Bei dem Fahrzeug handelt es sich um einen liebevoll Flaggschiff Waterkant Mercedes-Transporter, der in den vergangenen Wochen auf unzähligen NPD-Wahlkampfterminen zu bestaunen war — in Greifswald zuletzt am 10. August auf dem Fischmarkt. Die Aufnahmen von Greifswald TV belegen das, kategorischer Ausschluss hin oder her. Und nicht zuletzt dokumentieren auch die eigenen Pressemitteilungen der NPD-Fraktion den Einsatz des Fahrzeugs zu Wahlkampfzwecken. Sollten sich die Vorwürfe bestätigen, muss die NPD mit einer weiteren Strafzahlung rechnen.

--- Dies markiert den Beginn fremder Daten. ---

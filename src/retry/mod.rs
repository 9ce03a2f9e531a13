//! Exponential backoff with jitter and bounded retry bookkeeping.
//!
//! [`RetryPolicy`] is a plain value describing the delay curve and the retry
//! bound; [`RetryState`] tracks how many consecutive failures a single use site
//! has seen. Each use site (the startup manifest check, the silent
//! verification pass) owns its own pair, there is no global retry budget.
//!
//! ```text
//! delay(attempt) = min(base_delay * multiplier^attempt, max_delay)   [* jitter]
//! ```
//!
//! # Example
//!
//! ```rust
//! use packsync::retry::{RetryPolicy, RetryState};
//! use std::time::Duration;
//!
//! let policy = RetryPolicy {
//!     jitter: false,
//!     ..RetryPolicy::default()
//! };
//! let mut state = RetryState::new(policy);
//!
//! while state.can_retry() {
//!     state.record_failure();
//! }
//! assert_eq!(state.retry_count(), policy.max_retries);
//! assert!(!state.can_retry());
//!
//! state.reset_retry_count();
//! assert!(state.can_retry());
//! assert_eq!(policy.delay_for(0), Duration::from_secs(1));
//! ```

use crate::constants::{
    DEFAULT_BACKOFF_MULTIPLIER, DEFAULT_STARTUP_MAX_RETRIES, MAX_BACKOFF_DELAY_MS,
    STARTING_BACKOFF_DELAY_MS,
};
use chrono::{DateTime, Utc};
use serde::{Deserialize, Serialize};
use std::time::Duration;

/// Delay curve and retry bound for one use site.
#[derive(Debug, Clone, Copy, PartialEq, Serialize, Deserialize)]
pub struct RetryPolicy {
    /// Delay before the first retry, in milliseconds
    #[serde(default = "default_base_delay_ms")]
    pub base_delay_ms: u64,
    /// Growth factor applied per failed attempt
    #[serde(default = "default_multiplier")]
    pub multiplier: f64,
    /// Upper bound on any single delay, in milliseconds
    #[serde(default = "default_max_delay_ms")]
    pub max_delay_ms: u64,
    /// Number of failures after which the use site gives up
    #[serde(default = "default_max_retries")]
    pub max_retries: u32,
    /// Whether delays are randomised to avoid synchronised retries
    #[serde(default = "default_jitter")]
    pub jitter: bool,
}

fn default_base_delay_ms() -> u64 {
    STARTING_BACKOFF_DELAY_MS
}

fn default_multiplier() -> f64 {
    DEFAULT_BACKOFF_MULTIPLIER
}

fn default_max_delay_ms() -> u64 {
    MAX_BACKOFF_DELAY_MS
}

fn default_max_retries() -> u32 {
    DEFAULT_STARTUP_MAX_RETRIES
}

fn default_jitter() -> bool {
    true
}

impl Default for RetryPolicy {
    fn default() -> Self {
        Self {
            base_delay_ms: default_base_delay_ms(),
            multiplier: default_multiplier(),
            max_delay_ms: default_max_delay_ms(),
            max_retries: default_max_retries(),
            jitter: default_jitter(),
        }
    }
}

impl RetryPolicy {
    /// Same policy with a different retry bound.
    #[must_use]
    pub fn with_max_retries(mut self, max_retries: u32) -> Self {
        self.max_retries = max_retries;
        self
    }

    /// Deterministic delay for the given 0-based attempt, before jitter.
    pub fn base_delay_for(&self, attempt: u32) -> Duration {
        let exponent = i32::try_from(attempt).unwrap_or(i32::MAX);
        let scaled = self.base_delay_ms as f64 * self.multiplier.max(1.0).powi(exponent);
        let capped = if scaled.is_finite() {
            scaled.min(self.max_delay_ms as f64)
        } else {
            self.max_delay_ms as f64
        };
        Duration::from_millis(capped as u64)
    }

    /// Delay to wait before retrying after `attempt` failures, jitter applied.
    pub fn delay_for(&self, attempt: u32) -> Duration {
        let delay = self.base_delay_for(attempt);
        if self.jitter {
            tokio_retry::strategy::jitter(delay)
        } else {
            delay
        }
    }
}

/// Consecutive-failure bookkeeping for one use site.
#[derive(Debug, Clone)]
pub struct RetryState {
    policy: RetryPolicy,
    retry_count: u32,
    last_error_at: Option<DateTime<Utc>>,
}

impl RetryState {
    /// Fresh state with no recorded failures.
    pub fn new(policy: RetryPolicy) -> Self {
        Self {
            policy,
            retry_count: 0,
            last_error_at: None,
        }
    }

    /// Policy this state was created with.
    pub fn policy(&self) -> &RetryPolicy {
        &self.policy
    }

    /// Consecutive failures recorded since the last reset.
    pub fn retry_count(&self) -> u32 {
        self.retry_count
    }

    /// When the most recent failure was recorded.
    pub fn last_error_at(&self) -> Option<DateTime<Utc>> {
        self.last_error_at
    }

    /// Whether another attempt is allowed.
    ///
    /// Once the bound is reached this stays `false` until
    /// [`reset_retry_count`](Self::reset_retry_count).
    pub fn can_retry(&self) -> bool {
        self.retry_count < self.policy.max_retries
    }

    /// Record a failed attempt and return the delay before the next one.
    pub fn record_failure(&mut self) -> Duration {
        let delay = self.policy.delay_for(self.retry_count);
        self.retry_count = self.retry_count.saturating_add(1);
        self.last_error_at = Some(Utc::now());
        delay
    }

    /// Delay that would follow the next recorded failure.
    pub fn next_delay(&self) -> Duration {
        self.policy.delay_for(self.retry_count)
    }

    /// Forget all failures; called after any success.
    pub fn reset_retry_count(&mut self) {
        self.retry_count = 0;
        self.last_error_at = None;
    }
}
//! Modpack manifest model.
//!
//! A manifest describes the complete file set of one modpack release: every
//! file's relative path, download URL, SHA-256 hash, and size. The backend is
//! responsible for validating URLs and paths; this module only offers the
//! read-only helpers the orchestrator needs to make decisions.
//!
//! # Format
//!
//! ```json
//! {
//!   "version": "1.2.0",
//!   "minecraft_version": "1.20.1",
//!   "fabric_loader": "0.15.7",
//!   "changelog": "Added shaders",
//!   "files": [
//!     {
//!       "path": "mods/sodium.jar",
//!       "url": "https://cdn.example.com/mods/sodium.jar",
//!       "sha256": "9f86d081884c7d659a2feaa0c55ad015a3bf4f1b2b0b822cd15d6c15b0f00a08",
//!       "size": 1048576
//!     }
//!   ]
//! }
//! ```

use serde::{Deserialize, Serialize};
use sha2::{Digest, Sha256};
use std::cmp::Ordering;

/// One file entry of a modpack manifest.
#[derive(Debug, Clone, PartialEq, Eq, Serialize, Deserialize)]
pub struct ManifestFile {
    /// Path relative to the install directory
    pub path: String,
    /// Download URL
    pub url: String,
    /// Lowercase hex SHA-256 of the file contents
    pub sha256: String,
    /// Size in bytes
    pub size: u64,
}

/// Versioned description of a modpack release.
#[derive(Debug, Clone, PartialEq, Eq, Serialize, Deserialize)]
pub struct Manifest {
    /// Modpack version string (usually semver, not required to be)
    pub version: String,
    /// Minecraft version the pack targets
    pub minecraft_version: String,
    /// Fabric loader version the pack targets
    pub fabric_loader: String,
    /// Every file that makes up the pack
    pub files: Vec<ManifestFile>,
    /// Release notes shown to the user
    #[serde(default)]
    pub changelog: String,
}

impl Manifest {
    /// A manifest can only be installed when it lists at least one file.
    pub fn is_installable(&self) -> bool {
        !self.files.is_empty()
    }

    /// Total number of bytes the pack occupies on disk.
    pub fn total_size(&self) -> u64 {
        self.files.iter().fold(0u64, |acc, file| acc.saturating_add(file.size))
    }

    /// SHA-256 digest over the pack's file set.
    ///
    /// Entries are sorted by path first so two manifests listing the same files
    /// in a different order produce the same digest. Re-hashing any file, or
    /// changing its size, changes the digest even when `version` stays the same.
    pub fn content_digest(&self) -> String {
        let mut entries: Vec<&ManifestFile> = self.files.iter().collect();
        entries.sort_by(|a, b| a.path.cmp(&b.path));

        let mut hasher = Sha256::new();
        for entry in entries {
            hasher.update(entry.path.as_bytes());
            hasher.update([0u8]);
            hasher.update(entry.sha256.to_ascii_lowercase().as_bytes());
            hasher.update([0u8]);
            hasher.update(entry.size.to_le_bytes());
        }
        hex::encode(hasher.finalize())
    }
}

/// How a newly fetched version relates to the installed one.
#[derive(Debug, Clone, Copy, PartialEq, Eq)]
pub enum VersionChange {
    /// Both versions parse as semver and the latest is newer
    Upgrade,
    /// Both versions parse as semver and the latest is older (a rollback)
    Downgrade,
    /// The version strings are identical
    Same,
    /// The strings differ but cannot be ordered
    Different,
}

/// Classify the difference between an installed and a fetched version.
///
/// A leading `v` is tolerated on either side. Update availability itself is
/// decided by string inequality; this classification only feeds logging and
/// the presentation layer.
pub fn compare_versions(installed: &str, latest: &str) -> VersionChange {
    if installed == latest {
        return VersionChange::Same;
    }

    let parse = |v: &str| semver::Version::parse(v.trim_start_matches('v')).ok();
    match (parse(installed), parse(latest)) {
        (Some(current), Some(next)) => match next.cmp(&current) {
            Ordering::Greater => VersionChange::Upgrade,
            Ordering::Less => VersionChange::Downgrade,
            Ordering::Equal => VersionChange::Same,
        },
        _ => VersionChange::Different,
    }
}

„BÜRGERLICH IST AN DIESER NPD NUR DIE FASSADE“ 

Einen kurzen Bericht über den Wahlkampf der NPD in Mecklenburg-Vorpommern strahlte vorgestern der NDR aus. Darin sind einige Facetten der Neonazis abgebildet: vom Kinderfest in Anklam über Provokationen im Schweriner Landtag bis zu freien Kameradschaften und Udo Pastörs‘ Agitationen, den Parteienstaat abschaffen zu wollen.

Das Video ist in guter Qualität auf der Webseite des NDR ansehbar. Außerdem wurde es vom Benutzer Landtagswahl, der ausschließlich NPD-Videos veröffentlicht, bei Youtube hochgeladen — dementsprechend sind die im Video integrierten Links einzuordnen.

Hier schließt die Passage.